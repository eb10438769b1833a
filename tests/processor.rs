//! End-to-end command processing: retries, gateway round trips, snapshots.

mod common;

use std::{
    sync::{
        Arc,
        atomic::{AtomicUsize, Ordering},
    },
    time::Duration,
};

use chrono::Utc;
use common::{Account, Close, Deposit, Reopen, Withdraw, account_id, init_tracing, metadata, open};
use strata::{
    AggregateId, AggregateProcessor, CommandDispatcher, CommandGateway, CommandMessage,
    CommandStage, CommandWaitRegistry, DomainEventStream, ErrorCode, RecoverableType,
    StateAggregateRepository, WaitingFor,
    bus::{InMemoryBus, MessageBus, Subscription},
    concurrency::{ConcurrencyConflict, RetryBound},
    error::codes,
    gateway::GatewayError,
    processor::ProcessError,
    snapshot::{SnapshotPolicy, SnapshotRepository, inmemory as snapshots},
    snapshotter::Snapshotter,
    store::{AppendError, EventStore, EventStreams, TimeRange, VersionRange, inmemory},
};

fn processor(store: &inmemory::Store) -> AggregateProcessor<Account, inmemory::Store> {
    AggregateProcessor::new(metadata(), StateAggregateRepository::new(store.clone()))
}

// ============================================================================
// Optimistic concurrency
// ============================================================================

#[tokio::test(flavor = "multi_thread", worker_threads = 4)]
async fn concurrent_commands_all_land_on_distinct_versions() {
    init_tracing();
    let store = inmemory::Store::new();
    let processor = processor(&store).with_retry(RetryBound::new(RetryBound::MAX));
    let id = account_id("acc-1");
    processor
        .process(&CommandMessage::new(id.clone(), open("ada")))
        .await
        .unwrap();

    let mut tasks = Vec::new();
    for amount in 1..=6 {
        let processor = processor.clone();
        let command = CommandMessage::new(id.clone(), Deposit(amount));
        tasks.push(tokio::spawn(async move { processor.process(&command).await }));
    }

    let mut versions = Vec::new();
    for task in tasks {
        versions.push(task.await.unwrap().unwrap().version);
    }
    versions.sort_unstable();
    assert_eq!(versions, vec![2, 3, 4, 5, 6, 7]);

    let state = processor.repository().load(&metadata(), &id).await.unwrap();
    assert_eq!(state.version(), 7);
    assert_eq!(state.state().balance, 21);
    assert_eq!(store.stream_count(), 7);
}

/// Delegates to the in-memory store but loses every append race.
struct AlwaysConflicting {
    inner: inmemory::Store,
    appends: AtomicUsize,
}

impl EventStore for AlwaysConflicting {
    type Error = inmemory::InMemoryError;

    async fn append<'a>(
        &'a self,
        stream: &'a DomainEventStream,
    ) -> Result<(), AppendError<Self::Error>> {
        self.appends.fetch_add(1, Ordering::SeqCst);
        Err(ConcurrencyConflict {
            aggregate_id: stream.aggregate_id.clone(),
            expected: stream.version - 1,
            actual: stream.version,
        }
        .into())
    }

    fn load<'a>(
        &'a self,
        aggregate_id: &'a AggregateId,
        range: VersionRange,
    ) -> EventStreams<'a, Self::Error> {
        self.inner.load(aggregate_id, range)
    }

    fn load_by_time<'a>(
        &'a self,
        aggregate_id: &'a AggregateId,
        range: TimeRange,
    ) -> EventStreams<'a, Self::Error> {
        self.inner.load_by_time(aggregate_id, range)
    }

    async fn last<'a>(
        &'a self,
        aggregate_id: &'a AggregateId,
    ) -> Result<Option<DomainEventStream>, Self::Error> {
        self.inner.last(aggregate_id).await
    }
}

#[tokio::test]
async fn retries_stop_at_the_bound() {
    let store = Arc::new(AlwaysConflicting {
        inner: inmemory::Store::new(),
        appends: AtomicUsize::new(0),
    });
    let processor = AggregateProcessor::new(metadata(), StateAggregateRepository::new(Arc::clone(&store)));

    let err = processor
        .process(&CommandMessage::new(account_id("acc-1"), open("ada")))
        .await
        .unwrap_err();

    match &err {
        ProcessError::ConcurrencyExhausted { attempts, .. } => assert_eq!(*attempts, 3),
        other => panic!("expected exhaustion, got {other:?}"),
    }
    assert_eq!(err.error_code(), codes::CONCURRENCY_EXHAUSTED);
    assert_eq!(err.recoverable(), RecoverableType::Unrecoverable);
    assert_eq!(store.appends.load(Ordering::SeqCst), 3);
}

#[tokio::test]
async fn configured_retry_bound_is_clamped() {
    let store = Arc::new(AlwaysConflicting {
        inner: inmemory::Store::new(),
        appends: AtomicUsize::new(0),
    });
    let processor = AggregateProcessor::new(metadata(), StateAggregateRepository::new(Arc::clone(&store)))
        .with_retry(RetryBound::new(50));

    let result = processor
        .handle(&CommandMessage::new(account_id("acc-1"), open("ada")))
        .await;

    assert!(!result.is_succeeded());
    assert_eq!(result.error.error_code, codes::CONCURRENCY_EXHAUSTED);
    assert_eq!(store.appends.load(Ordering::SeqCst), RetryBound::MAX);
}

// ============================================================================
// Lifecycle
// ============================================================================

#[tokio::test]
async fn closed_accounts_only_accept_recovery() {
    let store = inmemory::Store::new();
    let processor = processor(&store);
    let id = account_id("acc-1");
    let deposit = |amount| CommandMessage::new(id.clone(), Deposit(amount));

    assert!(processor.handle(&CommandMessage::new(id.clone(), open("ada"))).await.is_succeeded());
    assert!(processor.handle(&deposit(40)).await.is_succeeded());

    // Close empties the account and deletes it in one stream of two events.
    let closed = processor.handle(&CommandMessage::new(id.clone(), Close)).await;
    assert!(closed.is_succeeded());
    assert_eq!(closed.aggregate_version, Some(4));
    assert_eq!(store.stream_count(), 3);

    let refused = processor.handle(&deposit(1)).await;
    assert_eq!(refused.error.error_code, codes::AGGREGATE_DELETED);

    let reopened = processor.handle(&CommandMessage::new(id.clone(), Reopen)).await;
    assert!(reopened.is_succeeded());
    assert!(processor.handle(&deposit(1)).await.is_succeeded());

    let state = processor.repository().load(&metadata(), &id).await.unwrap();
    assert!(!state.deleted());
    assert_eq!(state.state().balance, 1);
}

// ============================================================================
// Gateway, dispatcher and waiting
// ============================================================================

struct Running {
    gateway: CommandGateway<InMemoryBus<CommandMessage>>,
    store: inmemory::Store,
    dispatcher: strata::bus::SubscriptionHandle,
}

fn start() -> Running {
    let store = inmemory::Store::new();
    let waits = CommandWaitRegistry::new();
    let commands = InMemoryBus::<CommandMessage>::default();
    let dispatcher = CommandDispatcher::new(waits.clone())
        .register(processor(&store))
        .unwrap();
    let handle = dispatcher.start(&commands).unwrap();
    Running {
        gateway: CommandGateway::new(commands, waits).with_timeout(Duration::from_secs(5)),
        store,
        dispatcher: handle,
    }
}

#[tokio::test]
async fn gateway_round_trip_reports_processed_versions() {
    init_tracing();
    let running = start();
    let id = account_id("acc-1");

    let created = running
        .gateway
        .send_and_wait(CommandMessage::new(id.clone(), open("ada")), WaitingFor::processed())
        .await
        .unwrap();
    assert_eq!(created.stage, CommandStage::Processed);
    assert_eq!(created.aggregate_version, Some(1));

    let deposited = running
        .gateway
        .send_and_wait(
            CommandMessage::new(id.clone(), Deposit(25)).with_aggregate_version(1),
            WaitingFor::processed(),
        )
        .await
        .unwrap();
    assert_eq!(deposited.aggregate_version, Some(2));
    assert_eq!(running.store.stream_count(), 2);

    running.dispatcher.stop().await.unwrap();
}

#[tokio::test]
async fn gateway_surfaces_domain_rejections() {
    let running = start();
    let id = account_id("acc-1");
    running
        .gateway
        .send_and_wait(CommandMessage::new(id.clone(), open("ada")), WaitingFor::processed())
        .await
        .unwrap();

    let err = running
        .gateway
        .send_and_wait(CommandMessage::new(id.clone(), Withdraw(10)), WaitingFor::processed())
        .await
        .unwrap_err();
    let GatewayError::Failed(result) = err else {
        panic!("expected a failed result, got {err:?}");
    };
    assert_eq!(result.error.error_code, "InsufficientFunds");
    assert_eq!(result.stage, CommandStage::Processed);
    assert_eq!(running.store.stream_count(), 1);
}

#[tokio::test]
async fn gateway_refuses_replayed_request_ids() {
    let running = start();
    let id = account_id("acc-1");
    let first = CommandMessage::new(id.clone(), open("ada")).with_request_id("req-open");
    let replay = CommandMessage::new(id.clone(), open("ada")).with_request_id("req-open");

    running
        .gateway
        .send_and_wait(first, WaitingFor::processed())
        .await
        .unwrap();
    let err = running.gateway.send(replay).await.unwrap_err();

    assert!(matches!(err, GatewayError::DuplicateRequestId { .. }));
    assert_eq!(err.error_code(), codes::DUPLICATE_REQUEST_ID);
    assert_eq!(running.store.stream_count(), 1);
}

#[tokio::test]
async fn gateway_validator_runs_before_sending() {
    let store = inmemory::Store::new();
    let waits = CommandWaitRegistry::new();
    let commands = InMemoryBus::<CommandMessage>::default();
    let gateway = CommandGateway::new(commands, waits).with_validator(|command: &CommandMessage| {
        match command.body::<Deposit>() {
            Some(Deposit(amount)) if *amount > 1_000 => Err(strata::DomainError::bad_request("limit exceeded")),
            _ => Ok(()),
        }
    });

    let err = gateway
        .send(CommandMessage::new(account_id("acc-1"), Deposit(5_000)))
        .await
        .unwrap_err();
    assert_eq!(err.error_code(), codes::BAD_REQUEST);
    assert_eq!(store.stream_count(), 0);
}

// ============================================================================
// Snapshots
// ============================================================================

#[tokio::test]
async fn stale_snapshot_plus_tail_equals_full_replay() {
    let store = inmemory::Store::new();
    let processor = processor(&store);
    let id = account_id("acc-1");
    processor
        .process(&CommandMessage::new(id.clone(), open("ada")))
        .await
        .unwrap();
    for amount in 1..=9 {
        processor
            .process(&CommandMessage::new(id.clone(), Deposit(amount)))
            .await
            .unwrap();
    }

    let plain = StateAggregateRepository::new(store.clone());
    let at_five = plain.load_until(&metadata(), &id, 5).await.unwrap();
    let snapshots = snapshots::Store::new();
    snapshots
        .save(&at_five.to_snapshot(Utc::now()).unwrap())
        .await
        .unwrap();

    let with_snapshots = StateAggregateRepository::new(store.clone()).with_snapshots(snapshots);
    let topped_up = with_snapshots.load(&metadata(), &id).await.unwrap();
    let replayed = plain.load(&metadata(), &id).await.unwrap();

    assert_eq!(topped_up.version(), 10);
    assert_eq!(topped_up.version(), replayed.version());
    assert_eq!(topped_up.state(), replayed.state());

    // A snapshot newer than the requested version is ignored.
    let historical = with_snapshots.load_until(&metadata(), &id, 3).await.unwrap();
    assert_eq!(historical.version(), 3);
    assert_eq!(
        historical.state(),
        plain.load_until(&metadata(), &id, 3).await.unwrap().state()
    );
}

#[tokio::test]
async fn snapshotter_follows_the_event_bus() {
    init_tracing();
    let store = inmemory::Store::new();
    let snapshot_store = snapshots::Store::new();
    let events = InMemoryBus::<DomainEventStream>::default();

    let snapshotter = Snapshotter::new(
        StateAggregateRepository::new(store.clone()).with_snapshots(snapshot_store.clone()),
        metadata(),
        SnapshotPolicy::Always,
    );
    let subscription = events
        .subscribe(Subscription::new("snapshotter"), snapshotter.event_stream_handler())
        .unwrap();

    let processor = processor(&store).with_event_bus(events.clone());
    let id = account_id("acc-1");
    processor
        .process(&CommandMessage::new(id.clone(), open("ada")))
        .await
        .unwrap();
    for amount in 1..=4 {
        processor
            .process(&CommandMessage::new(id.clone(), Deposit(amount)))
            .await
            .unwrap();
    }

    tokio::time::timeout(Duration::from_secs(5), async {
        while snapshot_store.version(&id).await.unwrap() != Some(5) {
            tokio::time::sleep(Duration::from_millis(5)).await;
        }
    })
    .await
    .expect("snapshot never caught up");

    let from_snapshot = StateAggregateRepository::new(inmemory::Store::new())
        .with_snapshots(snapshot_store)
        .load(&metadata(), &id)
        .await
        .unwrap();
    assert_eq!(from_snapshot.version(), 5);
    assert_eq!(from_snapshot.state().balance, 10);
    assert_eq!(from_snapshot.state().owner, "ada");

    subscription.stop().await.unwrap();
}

■ TASK ITEM ■
The lines to return are those with the string "EventStore" in them; copy each from the entries above.

■ EXERCISE OUTPUT ■
    store::{AppendError, EventStore, EventStreams, TimeRange, VersionRange, inmemory},
impl EventStore for AlwaysConflicting {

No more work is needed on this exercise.